Fast Loans - Personal Unsecured » Do Americans Have Too Much Debt
Do Americans Have Too Much Debt
Should Americans Allow Debt To Control Their Lives?
We hear every day that Americans live beyond their means as a matter of course, needing to drive or wear the newest and best just because. And it’s true that about 44% of Americans live with at least some “bad” debt such as credit card debt. While certain kinds of debt, such as student loan payments or mortgages, are actually “good” debt because they give you something for your money that’s truly going to benefit you (such as an education or building up equity in your home), much of the debt that gives Americans trouble today is credit card debt or other “bad” debt for which they’ll get nothing in return - and will likely pay whopping interest rates and charges on besides.

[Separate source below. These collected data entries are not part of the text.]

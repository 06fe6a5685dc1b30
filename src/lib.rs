pub mod level;
pub mod scoring;
pub mod settings;
pub mod utils;

pub use level::{Band, Level};
pub use scoring::{evaluate_transcript, EvaluationResult, Evaluator};
pub use settings::{settings, Settings};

When you live paycheck to paycheck and and save for that rainy day or better yet your retirement it is no question that many Americans are living far outside their means. This kind of behavior is encouraged by American society. This is hard to believe but why?
Is your personal growth more important than the economies needs? In order to determine which factors are truly most important when deciding whether or not the country is experiencing economic growth or if you are just personally experiencing growth? So you ask what is an example of economic growth? Well, if more people are working, more people are working better jobs at this point those people are spending more money therefore the purchase rates are going up. But which one of these growths is more important to you personally. On one hand if you the consumer who spends your hard earned money for a particular item at that point the purchase has impacted you and your debt has gone up. But the economic growth potential has gone up ever so slight because of that purchase. So at this point to determine which is more important economic growth or personal growth?
Developing a picture in regard to how financially healthy or sick the American economy is can be highly regarded as a selfless mirror in regard to the way the economy spends money and manages a budget and with that our budget shows overall.
A budget diet isn’t such a bad idea for most Americans look to our economy leaders and see that as a whole they have accumulated in excess of 12 trillion in debt. Individually speaking most people have not completely figured out how to cut back properly and it shows with how they manage their expenses.
In the meantime, what can you do to rein in your own spending, if you need to? That’s right. Put yourself on a budget, and if you’re in debt, get out. This means swapping lattes at the corner shop for homemade coffee, putting a moratorium on buying new clothes until you’ve actually worn what you have in your closet, and paying off your present car and driving it for a few years instead of trading in for a new one every couple of years “just because”. Of course, if you’re rolling in dough, you don’t have to do these things. But the fact is, most Americans aren’t rolling in dough and to have to cut back on spending. So figure out what your basic needs are, take care of those, and cut back on the rest of your spending until you’ve got credit cards and other “frivolous debt” paid off.
Who in the world knows? We could possibly be the kind of examples that our government can look to for learning how to balance debt and income ratio’s by cutting back and maximizing the true potential of learning how to balance a budget.